100%|██████████| 8439/8439 [16:23<00:00,  8.58it/s]  


## 2-2) Articles

To start with, a function will be needed to clean up the dates and have a uniform format. 

In [17]:
def nettoyer(date: str) -> str:
    """
        Documentation :
            - Function that standardises the format of dates. 

        Parameter :
            - date : date in raw format. 

        Output :
            - date_clean : date in 'day/month/year' format. 


    """

    # Check that the date is in 'str' format (i.e. that it is not None)
    if (type(date) == str):

        # Most of the scraped dates are in 'year-month-day' format.
        # Simply retrieve each element and put it back in the order that we want.
        if (len(date) == 10 and date[4] == '-' and date[7] == '-'):
            annee = date[:4]
            mois = date[5:7]
            jour = date[-2:]

            # Sometimes there is no day and/or month and the value is 00.
            # If this is the case, we change it to 01 (we will do our analysis on years only)
            if (int(mois) < 1 or int(mois) > 12):
                mois = '01'
            if (int(jour) < 1 or int(jour) > 31):
                jour = '01'

            date_clean = jour + '-' + mois + '-' + annee

        # Another format is "[year]". Just get the year in square brackets and put 01 for the day and month
        elif (len(date) == 6 and date[0] == '[' and date[-1] == ']'):
            annee = date[1:-1]
            date_clean = '01-01-' + annee

        # If the date is of length 4 and contains 19** or 20**, it is a year.
        elif (len(date) == 4 and ('19' in date or '20' in date)):
            date_clean = '01-01-' + date

        # If it is another format than the three above, we just look if there is a year present (19** or 20**).
        elif (re.search("(19|20)[0-9]{2}", date) is not None):
            pos = re.search("(19|20)[0-9]{2}", date).start()
            annee = date[pos:pos+4]
            date_clean = '01-01-' + annee
            
        # Otherwise we can't determine the date, we return None 
        else:
            date_clean = None
    else:
        date_clean = None

    # date in 'day/month/year' format (or None)
    return date_clean

In [22]:
# The previous function is applied to each date.
dates = df['Date'].apply(lambda x: nettoyer(x))

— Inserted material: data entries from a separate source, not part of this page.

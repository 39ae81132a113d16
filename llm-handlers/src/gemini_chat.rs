//! Conversation wrapper: rebuilds the chat from stored history, calls the model, and
//! persists the exchange once the model has answered.

use std::sync::Arc;

use dbot_core::{DbotError, HandlerError, Result};
use llm_client::{LlmClient, LlmError};
use prompt::{render_system_prompt, seed_examples, ChatPart, ChatTurn, TurnRole};
use storage::{ChatRepository, PartContent, Role, Turn, UserTurn};
use tracing::{debug, error, info, instrument};

/// Stored as the model turn when the model returns no text.
pub const NO_RESPONSE_PLACEHOLDER: &str = "*ignores you*";

/// Outcome of one exchange.
#[derive(Debug, Clone, PartialEq, Eq)]
pub struct ChatReply {
    pub text: String,
    /// False when the model produced no text and the placeholder was stored instead.
    pub generated: bool,
}

#[derive(Clone)]
pub struct GeminiChat {
    repo: ChatRepository,
    llm: Arc<dyn LlmClient>,
    system_prompt: String,
}

impl GeminiChat {
    /// `system_prompt` is a template; `{name}` is replaced with the sender's name per call.
    pub fn new(repo: ChatRepository, llm: Arc<dyn LlmClient>, system_prompt: String) -> Self {
        Self {
            repo,
            llm,
            system_prompt,
        }
    }

    /// Seed example turns followed by the chat's stored turns, oldest first.
    pub async fn build_history(&self, chat_id: i64) -> Result<Vec<ChatTurn>> {
        let stored = self
            .repo
            .get_recent_turns(chat_id)
            .await
            .map_err(|e| DbotError::Database(e.to_string()))?;
        debug!(chat_id, count = stored.len(), "Loaded stored turns");

        let mut history = seed_examples();
        history.extend(stored.iter().map(stored_turn_to_chat));
        Ok(history)
    }

    /// Sends `message` to the model with the chat's history and stores both turns when the
    /// model answers. Nothing is stored when the call fails.
    #[instrument(skip(self, message), fields(chat_id = chat_id))]
    pub async fn get_response(
        &self,
        chat_id: i64,
        name: &str,
        message: &UserTurn,
    ) -> Result<ChatReply> {
        if message.is_empty() {
            return Err(HandlerError::EmptyContent.into());
        }

        let history = self.build_history(chat_id).await?;
        let system_prompt = render_system_prompt(&self.system_prompt, name);
        let file = message
            .file
            .as_ref()
            .map(|f| (f.mime_type.as_str(), f.url.as_str()));
        let turn = ChatTurn::user_message(message.trimmed_text(), file);

        let generation = match self.llm.generate(&system_prompt, history, turn).await {
            Ok(generation) => generation,
            Err(LlmError::GenerationStopped(reason)) => {
                error!(chat_id, reason = %reason, "Model stopped generating");
                return Err(HandlerError::GenerationStopped(reason).into());
            }
            Err(e) => {
                error!(chat_id, error = %e, "Model request failed");
                return Err(DbotError::Llm(e.to_string()));
            }
        };

        let generated = !generation.is_empty();
        let model_text = if generated {
            generation.text
        } else {
            NO_RESPONSE_PLACEHOLDER.to_string()
        };

        self.repo
            .append_exchange(chat_id, message, &model_text)
            .await
            .map_err(|e| {
                error!(chat_id, error = %e, "Failed to store exchange");
                DbotError::Database(e.to_string())
            })?;

        if generated {
            debug!(chat_id, "Generated response");
        } else {
            info!(chat_id, name = %name, "No response to message");
        }

        Ok(ChatReply {
            text: model_text,
            generated,
        })
    }

    /// Removes every stored turn of the chat; returns how many were removed.
    pub async fn clear_history(&self, chat_id: i64) -> Result<u64> {
        self.repo
            .clear_turns(chat_id)
            .await
            .map_err(|e| DbotError::Database(e.to_string()))
    }
}

/// Stored turn → prompt turn: text parts stay text, file parts become file references.
fn stored_turn_to_chat(turn: &Turn) -> ChatTurn {
    let role = match turn.role {
        Role::User => TurnRole::User,
        Role::Model => TurnRole::Model,
    };
    let parts = turn
        .parts
        .iter()
        .map(|part| match &part.content {
            PartContent::Text(text) => ChatPart::text(text.clone()),
            PartContent::File(file) => ChatPart::file(file.mime_type.clone(), file.url.clone()),
        })
        .collect();
    ChatTurn::new(role, parts)
}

# For all titles, we put them all in lower case except the first letter (to standardize)
titles = df['Titre'].apply(lambda x: None if (
    x is np.nan) else x.lower().capitalize())

# For languages, np.nan and 'Undetermined' are replaced by None
langages = df['Langue'].apply(lambda x: None if x == 'Undetermined' else x).apply(
    lambda x: None if (x is np.nan) else x)

# SQL request 
sql_request_articles = "INSERT INTO Article  VALUES ( :1, :2, :3, :4)"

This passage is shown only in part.